What I like about Alan Moore's grasp of insanity as a phenomenon is that it seems to consist of two parts. The first, naturally, being obsession--over a person, an object, an idea, or maybe a partial or complete collection of all the above. The second part is a little more subtle, yet represents a significant shift in how one perceives and interfaces with reality. The most rational of human beings are not slaves to ideologies, concepts, or symbols; rational men and women use these intellectual materials as a means of navigation through the social and physical spaces they manifest. Irrational people become slaves to ideologies; they do not navigate through symbols, but slavishly follow the cues of a canonized few and sacrifice much of their agency. They suspend their personhood and become mutations of the symbols they worship. What makes the interplay between The Joker and Batman so powerful, is that they are both, by this definition, completely mad. Ultimately, Batman should always be thought of as the one inmate Arkham allows outside of its walls, simply because he keeps herding all the other criminally insane back to it.

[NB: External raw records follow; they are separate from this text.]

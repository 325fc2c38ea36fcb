//! Helper functions shared by the generator and templates

mod date;
mod reading;
mod toc;
mod url;

pub use date::*;
pub use reading::*;
pub use toc::*;
pub use url::*;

The Dark Knight, contrary to what everyone may be telling you, is not without it's flaws. However, it's flaws are insignificant when taking into account the bravura performance by Heath Ledger as The Joker, the justice the script does to the comic medium as complex morality tale, and the fact that Katie Holmes wasn't in it.
I really enjoyed Christian Bale's performance as Batman in Batman Begins; however--and I can't be sure if his performance seems less than stellar in this film simply by contrast of Ledger's--his Batman in The Dark Knight seems labored. It's the voice. Actors who portray Batman have to utilize two voices: Bruce Wayne's and Batman's. One is light, congenial, vaguely unctuous, while the other is deep, dry, and angry. Kevin Conroy's voice acting work in Batman: The Animated Series is the high water mark for this kind of performance; his Bruce Wayne was warmer and his Batman had less gravel in the larynx. Batman does speak more in The Dark Knight, so it may be that his usual laconic nature disguises how much Bale sounds like a breathy, male phone sex operator who has an ice pick stuck in his trachea.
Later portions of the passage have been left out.